On ne peut pas, d’un côté vouloir développer une compétence de l’apprenant et, de l’autre, laisser la parole à l’enseignant.

Tout bien considéré, le NPH dans son énoncé mentionne la référence aux «méthodes actives» comme orientation de la démarche méthodologique dans l’enseignement de l’histoire en RDC. Le libellé de plusieurs compétences de base le montre bien. Cependant, on constate au niveau des indications méthodologiques, une «survivance» des «méthodes traditionnelles», la place centrale étant toujours accordée à l’enseignant qui reste le «maître du jeu».  

5. Analyse des données de terrain (questionnaires, observations et entretiens) en référence aux indicateurs choisis

En parcourant les différents outils de collecte de données que nous avons confectionnés, nous avons repéré quelques questions ou items qui apportent des informations en référence aux indicateurs retenus. Il s’agit des questions ou items suivants:

Tableau 2: Questions et items relatifs aux «méthodes actives» retenues

Méthode

Question ou item correspondant8

Travail sur documents Item 10 : Nous apprenons à formuler des hypothèses, à les vérifier à l’aide des documents (questionnaire élèves)Item 24: l’analyse régulière de documents historiques augmente le sens critique des élèves (questionnaire enseignant)

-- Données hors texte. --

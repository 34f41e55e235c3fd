//! Path-dependent state of the incremental run.
//!
//! Integration-point history lives in two maps keyed by
//! `(element id, integration point index)`: the committed map, visible to
//! everyone, and the candidate map produced by each assembly. The driver swaps
//! the candidate in only when a load increment converges.

use std::collections::HashMap;

use nalgebra::{DMatrix, DVector};

/// `(element id, integration point index)`
pub type PointKey = (i32, usize);

/// History variables of one integration point
#[derive(Debug, Clone, Copy, PartialEq, Default)]
pub struct GaussPointState {
    /// `[εxx, εyy, εzz, γxy]`
    pub elastic_strain: [f64; 4],
    /// Accumulated plastic strain ε̄p, never decreasing
    pub plastic_strain: f64,
    /// Δγ of the step that produced this state
    pub dgamma: f64,
}

/// Integration-point state for every `(element, point)` of the mesh
#[derive(Debug, Clone, Default, PartialEq)]
pub struct StateMap {
    points: HashMap<PointKey, GaussPointState>,
}

impl StateMap {
    pub fn new() -> Self {
        Self::default()
    }

    /// A map with a zero state for every key.
    pub fn zeroed(keys: impl IntoIterator<Item = PointKey>) -> Self {
        Self {
            points: keys
                .into_iter()
                .map(|key| (key, GaussPointState::default()))
                .collect(),
        }
    }

    /// State of a point; points never visited are in their virgin state.
    pub fn get(&self, element: i32, point: usize) -> GaussPointState {
        self.points
            .get(&(element, point))
            .copied()
            .unwrap_or_default()
    }

    pub fn insert(&mut self, element: i32, point: usize, state: GaussPointState) {
        self.points.insert((element, point), state);
    }

    pub fn len(&self) -> usize {
        self.points.len()
    }

    pub fn is_empty(&self) -> bool {
        self.points.is_empty()
    }

    pub fn iter(&self) -> impl Iterator<Item = (&PointKey, &GaussPointState)> {
        self.points.iter()
    }

    /// Mean accumulated plastic strain over the points of one element.
    pub fn element_average_plastic_strain(&self, element: i32) -> f64 {
        let (sum, count) = self
            .points
            .iter()
            .filter(|((e, _), _)| *e == element)
            .fold((0.0, 0usize), |(sum, count), (_, s)| {
                (sum + s.plastic_strain, count + 1)
            });
        if count == 0 { 0.0 } else { sum / count as f64 }
    }

    /// Largest accumulated plastic strain in the map.
    pub fn max_plastic_strain(&self) -> f64 {
        self.points
            .values()
            .map(|s| s.plastic_strain)
            .fold(0.0, f64::max)
    }
}

/// Displacement state owned by the driver
#[derive(Debug, Clone)]
pub struct RunState {
    /// Total displacement
    pub u: DVector<f64>,
    /// Displacement increment of the current load step
    pub du: DVector<f64>,
}

impl RunState {
    pub fn new(num_dofs: usize) -> Self {
        Self {
            u: DVector::zeros(num_dofs),
            du: DVector::zeros(num_dofs),
        }
    }

    /// INIT of a load increment
    pub fn begin_increment(&mut self) {
        self.du.fill(0.0);
    }

    /// Add a Newton correction to both `u` and `du`.
    pub fn apply_correction(&mut self, correction: &DVector<f64>) {
        self.u += correction;
        self.du += correction;
    }
}

/// Converged displacements, one column per load increment
#[derive(Debug, Clone)]
pub struct SolutionHistory {
    pub load_factors: Vec<f64>,
    pub displacements: DMatrix<f64>,
}

impl SolutionHistory {
    pub fn new(num_dofs: usize, load_factors: Vec<f64>) -> Self {
        let n = load_factors.len();
        Self {
            load_factors,
            displacements: DMatrix::zeros(num_dofs, n),
        }
    }

    pub fn store(&mut self, increment: usize, u: &DVector<f64>) {
        self.displacements.set_column(increment, u);
    }

    pub fn column(&self, increment: usize) -> DVector<f64> {
        self.displacements.column(increment).into_owned()
    }

    /// Portable copy for JSON persistence, keeping the first `converged` columns.
    pub fn to_record(&self, converged: usize) -> epfem_io::Result<epfem_io::SolutionHistory> {
        let mut record = epfem_io::SolutionHistory::new(self.displacements.nrows());
        for increment in 0..converged.min(self.load_factors.len()) {
            let column: Vec<f64> = self.displacements.column(increment).iter().copied().collect();
            record.push(self.load_factors[increment], column)?;
        }
        Ok(record)
    }
}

Question 12: L’enseignant fait travailler les élèves en groupes ou individuellement sur documents (observations de classes)

Pédagogie de la découverte

Item 57: Visite des musées et des sites historiques (questionnaire enseignants)

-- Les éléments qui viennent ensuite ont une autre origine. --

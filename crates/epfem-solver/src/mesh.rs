//! Mesh data structures for plane finite element analysis.
//!
//! Nodes, elements and the node-to-dof numbering. Every node carries two
//! translational dof (ux, uy), numbered in ascending node-id order so node ids
//! need not be contiguous.

use std::collections::HashMap;

use crate::config::PlaneCondition;
use crate::error::{Result, SolverError};

/// Degrees of freedom per node
pub const DOFS_PER_NODE: usize = 2;

/// A node in the finite element mesh
#[derive(Debug, Clone, PartialEq)]
pub struct Node {
    /// Node ID (from input, need not be contiguous)
    pub id: i32,
    pub x: f64,
    pub y: f64,
}

impl Node {
    pub fn new(id: i32, x: f64, y: f64) -> Self {
        Self { id, x, y }
    }

    pub fn coords(&self) -> [f64; 2] {
        [self.x, self.y]
    }
}

/// Plane element type enumeration
#[derive(Debug, Clone, Copy, PartialEq, Eq, Hash)]
pub enum ElementType {
    /// 3-node plane stress triangle
    CPS3,
    /// 4-node plane stress quadrilateral
    CPS4,
    /// 3-node plane strain triangle
    CPE3,
    /// 4-node plane strain quadrilateral
    CPE4,
}

impl ElementType {
    pub fn num_nodes(&self) -> usize {
        match self {
            ElementType::CPS3 | ElementType::CPE3 => 3,
            ElementType::CPS4 | ElementType::CPE4 => 4,
        }
    }

    pub fn num_dofs(&self) -> usize {
        self.num_nodes() * DOFS_PER_NODE
    }

    /// Plane condition implied by the type name
    pub fn plane_condition(&self) -> PlaneCondition {
        match self {
            ElementType::CPS3 | ElementType::CPS4 => PlaneCondition::Stress,
            ElementType::CPE3 | ElementType::CPE4 => PlaneCondition::Strain,
        }
    }

    /// Parse element type from a deck TYPE parameter
    pub fn from_deck_type(type_str: &str) -> Option<Self> {
        match type_str.to_ascii_uppercase().as_str() {
            "CPS3" => Some(ElementType::CPS3),
            "CPS4" | "CPS4R" => Some(ElementType::CPS4),
            "CPE3" => Some(ElementType::CPE3),
            "CPE4" | "CPE4R" => Some(ElementType::CPE4),
            _ => None,
        }
    }
}

/// An element in the finite element mesh
#[derive(Debug, Clone, PartialEq)]
pub struct Element {
    pub id: i32,
    pub element_type: ElementType,
    /// Node connectivity, counter-clockwise
    pub nodes: Vec<i32>,
}

impl Element {
    pub fn new(id: i32, element_type: ElementType, nodes: Vec<i32>) -> Self {
        Self {
            id,
            element_type,
            nodes,
        }
    }

    /// Validate that the element has the correct number of nodes
    pub fn validate(&self) -> Result<()> {
        let expected = self.element_type.num_nodes();
        let actual = self.nodes.len();
        if actual != expected {
            return Err(SolverError::Mesh(format!(
                "Element {} of type {:?} has {} nodes but expected {}",
                self.id, self.element_type, actual, expected
            )));
        }
        Ok(())
    }
}

/// Complete finite element mesh
#[derive(Debug, Clone, Default)]
pub struct Mesh {
    pub nodes: HashMap<i32, Node>,
    pub elements: HashMap<i32, Element>,
    /// Total number of degrees of freedom (set by `calculate_dofs`)
    pub num_dofs: usize,
    /// First global dof of each node
    dof_map: HashMap<i32, usize>,
}

impl Mesh {
    pub fn new() -> Self {
        Self::default()
    }

    pub fn add_node(&mut self, node: Node) {
        self.nodes.insert(node.id, node);
    }

    pub fn add_element(&mut self, element: Element) -> Result<()> {
        element.validate()?;
        self.elements.insert(element.id, element);
        Ok(())
    }

    pub fn get_node(&self, id: i32) -> Option<&Node> {
        self.nodes.get(&id)
    }

    pub fn get_element(&self, id: i32) -> Option<&Element> {
        self.elements.get(&id)
    }

    /// Number nodes in ascending id order, two dof each.
    pub fn calculate_dofs(&mut self) {
        self.dof_map = self
            .sorted_node_ids()
            .into_iter()
            .enumerate()
            .map(|(index, id)| (id, index * DOFS_PER_NODE))
            .collect();
        self.num_dofs = self.nodes.len() * DOFS_PER_NODE;
    }

    /// Global dof `[ux, uy]` of a node.
    pub fn node_dofs(&self, node_id: i32) -> Option<[usize; 2]> {
        self.dof_map.get(&node_id).map(|&base| [base, base + 1])
    }

    /// Global dof of an element in local order `[u1x, u1y, u2x, u2y, ...]`.
    pub fn element_dofs(&self, element: &Element) -> Result<Vec<usize>> {
        let mut dofs = Vec::with_capacity(element.element_type.num_dofs());
        for &node_id in &element.nodes {
            let [ux, uy] = self.node_dofs(node_id).ok_or_else(|| {
                SolverError::Mesh(format!(
                    "Element {} references node {} without dof (call calculate_dofs after adding nodes)",
                    element.id, node_id
                ))
            })?;
            dofs.push(ux);
            dofs.push(uy);
        }
        Ok(dofs)
    }

    /// Nodal coordinates of an element, in connectivity order.
    pub fn element_coords(&self, element: &Element) -> Result<Vec<[f64; 2]>> {
        element
            .nodes
            .iter()
            .map(|id| {
                self.nodes.get(id).map(Node::coords).ok_or_else(|| {
                    SolverError::Mesh(format!(
                        "Element {} references non-existent node {}",
                        element.id, id
                    ))
                })
            })
            .collect()
    }

    /// Lowest-id element having `a`-`b` as one of its edges, in either direction.
    pub fn edge_owner(&self, a: i32, b: i32) -> Option<i32> {
        self.sorted_element_ids().into_iter().find(|id| {
            self.elements.get(id).is_some_and(|element| {
                let nodes = &element.nodes;
                (0..nodes.len()).any(|i| {
                    let (p, q) = (nodes[i], nodes[(i + 1) % nodes.len()]);
                    (p, q) == (a, b) || (p, q) == (b, a)
                })
            })
        })
    }

    pub fn sorted_node_ids(&self) -> Vec<i32> {
        let mut ids: Vec<i32> = self.nodes.keys().copied().collect();
        ids.sort_unstable();
        ids
    }

    pub fn sorted_element_ids(&self) -> Vec<i32> {
        let mut ids: Vec<i32> = self.elements.keys().copied().collect();
        ids.sort_unstable();
        ids
    }

    /// Validate the mesh
    pub fn validate(&self) -> Result<()> {
        for (elem_id, element) in &self.elements {
            for &node_id in &element.nodes {
                if !self.nodes.contains_key(&node_id) {
                    return Err(SolverError::Mesh(format!(
                        "Element {} references non-existent node {}",
                        elem_id, node_id
                    )));
                }
            }
        }
        Ok(())
    }

    /// Plane condition shared by all element types, `None` for an empty mesh.
    pub fn plane_condition(&self) -> Result<Option<PlaneCondition>> {
        let mut found: Option<PlaneCondition> = None;
        for element in self.elements.values() {
            let condition = element.element_type.plane_condition();
            match found {
                None => found = Some(condition),
                Some(existing) if existing != condition => {
                    return Err(SolverError::Configuration(
                        "mesh mixes plane stress and plane strain elements".to_string(),
                    ));
                }
                Some(_) => {}
            }
        }
        Ok(found)
    }

    pub fn statistics(&self) -> MeshStatistics {
        let mut element_type_counts = HashMap::new();
        for element in self.elements.values() {
            *element_type_counts.entry(element.element_type).or_insert(0) += 1;
        }

        MeshStatistics {
            num_nodes: self.nodes.len(),
            num_elements: self.elements.len(),
            num_dofs: self.num_dofs,
            element_type_counts,
        }
    }
}

/// Mesh statistics for reporting
#[derive(Debug, Clone)]
pub struct MeshStatistics {
    pub num_nodes: usize,
    pub num_elements: usize,
    pub num_dofs: usize,
    pub element_type_counts: HashMap<ElementType, usize>,
}

impl MeshStatistics {
    /// Format as a human-readable string
    pub fn format(&self) -> String {
        let mut lines = vec![
            format!("Nodes: {}", self.num_nodes),
            format!("Elements: {}", self.num_elements),
            format!("DOFs: {}", self.num_dofs),
        ];

        if !self.element_type_counts.is_empty() {
            lines.push("Element types:".to_string());
            let mut types: Vec<_> = self.element_type_counts.iter().collect();
            types.sort_by_key(|(k, _)| format!("{:?}", k));
            for (elem_type, count) in types {
                lines.push(format!("  {:?}: {}", elem_type, count));
            }
        }

        lines.join("\n")
    }
}

#[cfg(test)]
mod tests {
    use super::*;

    #[test]
    fn element_type_parsing() {
        assert_eq!(ElementType::from_deck_type("cps4"), Some(ElementType::CPS4));
        assert_eq!(ElementType::from_deck_type("CPE4R"), Some(ElementType::CPE4));
        assert_eq!(ElementType::from_deck_type("C3D8"), None);
        assert_eq!(ElementType::CPE3.plane_condition(), PlaneCondition::Strain);
        assert_eq!(ElementType::CPS4.num_dofs(), 8);
    }

    #[test]
    fn element_validation() {
        assert!(Element::new(1, ElementType::CPS4, vec![1, 2, 3, 4]).validate().is_ok());
        assert!(Element::new(2, ElementType::CPS4, vec![1, 2, 3]).validate().is_err());
    }

    #[test]
    fn edge_owner_matches_consecutive_nodes_only() {
        let mut mesh = Mesh::new();
        mesh.add_element(Element::new(1, ElementType::CPS3, vec![1, 2, 3])).unwrap();
        mesh.add_element(Element::new(2, ElementType::CPS3, vec![1, 3, 4])).unwrap();

        assert_eq!(mesh.edge_owner(2, 3), Some(1));
        assert_eq!(mesh.edge_owner(4, 3), Some(2));
        // Shared diagonal goes to the lower id, closing edge wraps around
        assert_eq!(mesh.edge_owner(3, 1), Some(1));
        assert_eq!(mesh.edge_owner(4, 1), Some(2));
        assert_eq!(mesh.edge_owner(2, 4), None);
    }

    #[test]
    fn dofs_follow_sorted_node_ids() {
        let mut mesh = Mesh::new();
        mesh.add_node(Node::new(30, 1.0, 1.0));
        mesh.add_node(Node::new(10, 0.0, 0.0));
        mesh.add_node(Node::new(20, 1.0, 0.0));
        mesh.calculate_dofs();

        assert_eq!(mesh.num_dofs, 6);
        assert_eq!(mesh.node_dofs(10), Some([0, 1]));
        assert_eq!(mesh.node_dofs(20), Some([2, 3]));
        assert_eq!(mesh.node_dofs(30), Some([4, 5]));
        assert_eq!(mesh.node_dofs(40), None);

        let tri = Element::new(1, ElementType::CPS3, vec![10, 20, 30]);
        assert_eq!(mesh.element_dofs(&tri).unwrap(), vec![0, 1, 2, 3, 4, 5]);
    }

    #[test]
    fn mesh_validates_element_nodes() {
        let mut mesh = Mesh::new();
        mesh.add_node(Node::new(1, 0.0, 0.0));
        mesh.add_node(Node::new(2, 1.0, 0.0));
        mesh.add_element(Element::new(1, ElementType::CPS3, vec![1, 2, 3]))
            .unwrap();

        let err = mesh.validate().unwrap_err();
        assert!(err.to_string().contains("non-existent node 3"));
    }

    #[test]
    fn mixed_plane_conditions_are_rejected() {
        let mut mesh = Mesh::new();
        mesh.add_element(Element::new(1, ElementType::CPS3, vec![1, 2, 3]))
            .unwrap();
        assert_eq!(mesh.plane_condition().unwrap(), Some(PlaneCondition::Stress));
        mesh.add_element(Element::new(2, ElementType::CPE3, vec![1, 2, 3]))
            .unwrap();
        assert!(mesh.plane_condition().is_err());
    }

    #[test]
    fn mesh_statistics() {
        let mut mesh = Mesh::new();
        for (i, (x, y)) in [(0.0, 0.0), (1.0, 0.0), (1.0, 1.0), (0.0, 1.0)].iter().enumerate() {
            mesh.add_node(Node::new(i as i32 + 1, *x, *y));
        }
        mesh.add_element(Element::new(1, ElementType::CPE4, vec![1, 2, 3, 4]))
            .unwrap();
        mesh.calculate_dofs();

        let stats = mesh.statistics();
        assert_eq!(stats.num_nodes, 4);
        assert_eq!(stats.num_dofs, 8);
        assert_eq!(stats.element_type_counts.get(&ElementType::CPE4), Some(&1));
        assert!(stats.format().contains("CPE4: 1"));
    }
}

Apprentissage par problèmes

Item 15: après avoir posé un problème historique, nous formulons une hypothèse que nous tenterons de vérifier (questionnaire élèves)

Jeu de rôles

Item 8: lors de la leçon, l’enseignant intervient le moins possible pour nous permettre de nous exercer à l’autonomie et aux rôles (questionnaire élèves)

En analysant les réponses données par les enseignants et les élèves à ces items et questions, nous obtenons les résultats ci-après:

Item 8: 54,7% des élèves estiment que dans leurs tâches scolaires l’enseignant intervient le moins possible; ce qui leur permet de faire ce qu’ils pensent et de jouer pleinement leurs rôles alors que 45,3% expriment une opinion contraire.

Item 10: 53 % des élèves disent que c’est très rarement (ou jamais) que l’enseignant les initie à formuler des hypothèses et à les vérifier à l’aide des documents historiques.

Item 15: 54,5 % des élèves témoignent que, très rarement ou jamais, l’enseignant ne leur pose un problème historique et ne leur demande de formuler une hypothèse qu’ils tenteront de vérifier durant la leçon, contre 45,5% qui pensent le contraire.

Item 24: 96,8 % d’enseignants pensent que l’analyse régulière de documents historiques augmente le sens critique des élèves.

Item 57: 80 % d’enseignants déclarent n’avoir jamais organisé des visites de musées ou de lieux historiques pour leurs élèves.

Question 12: à l’observation, un seul enseignant sur dix fait travailler les élèves en sous-groupes sur base de documents. Tous les autres (neuf sur dix) utilisent l’«exposé-récit» comme modèle didactique.

Enfin, lors de nos entretiens avec les dix enseignants, à la question de savoir «quelle(s) méthode(s) ils ont utilisée(s) lors de la leçon que nous avons observée», neuf d’entre eux nous ont répondu, sans ambages, qu’ils ont utilisé la méthode expo-interrogative, c’est-à-dire l’«exposé-récit» selon la catégorisation de Jadoulle. Seul un enseignant a affirmé avoir appliqué la pédagogie active en faisant travailler les élèves sur documents et en sous-groupes, ce qui équivaut au modèle de «discours-découverte». Et à notre question subsidiaire: «La méthode expo-interrogative est-elle conseillée par le NPH?», huit de dix enseignants nous ont prétendument affirmé que la méthode expo-interrogative était bien une méthode active et serait même conseillée par le NPH.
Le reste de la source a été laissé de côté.